### Exercise description
Below are records. Return each one exactly as written.

Collected data:
※ ※ ※
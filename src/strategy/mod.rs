// Trading strategy module
pub mod ema_cross;
pub mod level_cross;

use rust_decimal::Decimal;
use rust_decimal_macros::dec;

use crate::models::{Candle, CandleSeries, Signal};
use crate::Result;

pub use ema_cross::EmaCrossPolicy;
pub use level_cross::LevelCrossPolicy;

/// Buys are suppressed when the latest closed candle moved more than this
/// fraction between open and close
pub const MAX_ENTRY_PRICE_RATIO: Decimal = dec!(0.02);

/// Direction of a detected crossover
#[derive(Debug, Clone, Copy, PartialEq, Eq)]
pub enum CrossDirection {
    Above,
    Below,
}

/// What fired the signal, kept for logging and audit
#[derive(Debug, Clone, PartialEq)]
pub enum Trigger {
    LevelCross {
        ratio: &'static str,
        level: Decimal,
        direction: CrossDirection,
    },
    EmaCross {
        fast_window: usize,
        slow_window: usize,
        direction: CrossDirection,
    },
}

/// Outcome of one policy evaluation: at most one signal per symbol per cycle
#[derive(Debug, Clone, PartialEq)]
pub struct Evaluation {
    pub signal: Signal,
    pub trigger: Option<Trigger>,
}

impl Evaluation {
    pub fn hold() -> Self {
        Self {
            signal: Signal::Hold,
            trigger: None,
        }
    }
}

/// Pluggable signal-evaluation policy.
///
/// Evaluated once per symbol per cycle against the two most recent closed
/// candles; the forming candle is never consulted.
pub trait SignalPolicy: Send + Sync {
    fn name(&self) -> &str;

    /// Minimum candles the trading-interval series must carry
    fn min_candles(&self) -> usize;

    /// Whether the policy consumes a daily series in addition to the
    /// trading-interval series
    fn needs_daily_history(&self) -> bool {
        false
    }

    /// Whether a full exit is preceded by a token re-buy
    fn rebuy_before_exit(&self) -> bool {
        false
    }

    fn evaluate(
        &self,
        series: &CandleSeries,
        daily: Option<&CandleSeries>,
        position_open: bool,
    ) -> Result<Evaluation>;
}

/// Relative open-to-close move of a candle.
///
/// `None` when the open is zero; callers must skip the buy branch in that
/// case rather than treat the ratio as small.
pub fn price_ratio(candle: &Candle) -> Option<Decimal> {
    if candle.open.is_zero() {
        return None;
    }
    Some((candle.open - candle.close).abs() / candle.open)
}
※ ※ ※
### Result for this task
filename src/strategy/mod.rs
// Trading strategy module
pub mod ema_cross;
pub mod level_cross;

use rust_decimal::Decimal;
use rust_decimal_macros::dec;

use crate::models::{Candle, CandleSeries, Signal};
use crate::Result;

pub use ema_cross::EmaCrossPolicy;
pub use level_cross::LevelCrossPolicy;

/// Buys are suppressed when the latest closed candle moved more than this
/// fraction between open and close
pub const MAX_ENTRY_PRICE_RATIO: Decimal = dec!(0.02);

/// Direction of a detected crossover
#[derive(Debug, Clone, Copy, PartialEq, Eq)]
pub enum CrossDirection {
    Above,
    Below,
}

/// What fired the signal, kept for logging and audit
#[derive(Debug, Clone, PartialEq)]
pub enum Trigger {
    LevelCross {
        ratio: &'static str,
        level: Decimal,
        direction: CrossDirection,
    },
    EmaCross {
        fast_window: usize,
        slow_window: usize,
        direction: CrossDirection,
    },
}

/// Outcome of one policy evaluation: at most one signal per symbol per cycle
#[derive(Debug, Clone, PartialEq)]
pub struct Evaluation {
    pub signal: Signal,
    pub trigger: Option<Trigger>,
}

impl Evaluation {
    pub fn hold() -> Self {
        Self {
            signal: Signal::Hold,
            trigger: None,
        }
    }
}

/// Pluggable signal-evaluation policy.
///
/// Evaluated once per symbol per cycle against the two most recent closed
/// candles; the forming candle is never consulted.
pub trait SignalPolicy: Send + Sync {
    fn name(&self) -> &str;

    /// Minimum candles the trading-interval series must carry
    fn min_candles(&self) -> usize;

    /// Whether the policy consumes a daily series in addition to the
    /// trading-interval series
    fn needs_daily_history(&self) -> bool {
        false
    }

    /// Whether a full exit is preceded by a token re-buy
    fn rebuy_before_exit(&self) -> bool {
        false
    }

    fn evaluate(
        &self,
        series: &CandleSeries,
        daily: Option<&CandleSeries>,
        position_open: bool,
    ) -> Result<Evaluation>;
}

/// Relative open-to-close move of a candle.
///
/// `None` when the open is zero; callers must skip the buy branch in that
/// case rather than treat the ratio as small.
pub fn price_ratio(candle: &Candle) -> Option<Decimal> {
    if candle.open.is_zero() {
        return None;
    }
    Some((candle.open - candle.close).abs() / candle.open)
}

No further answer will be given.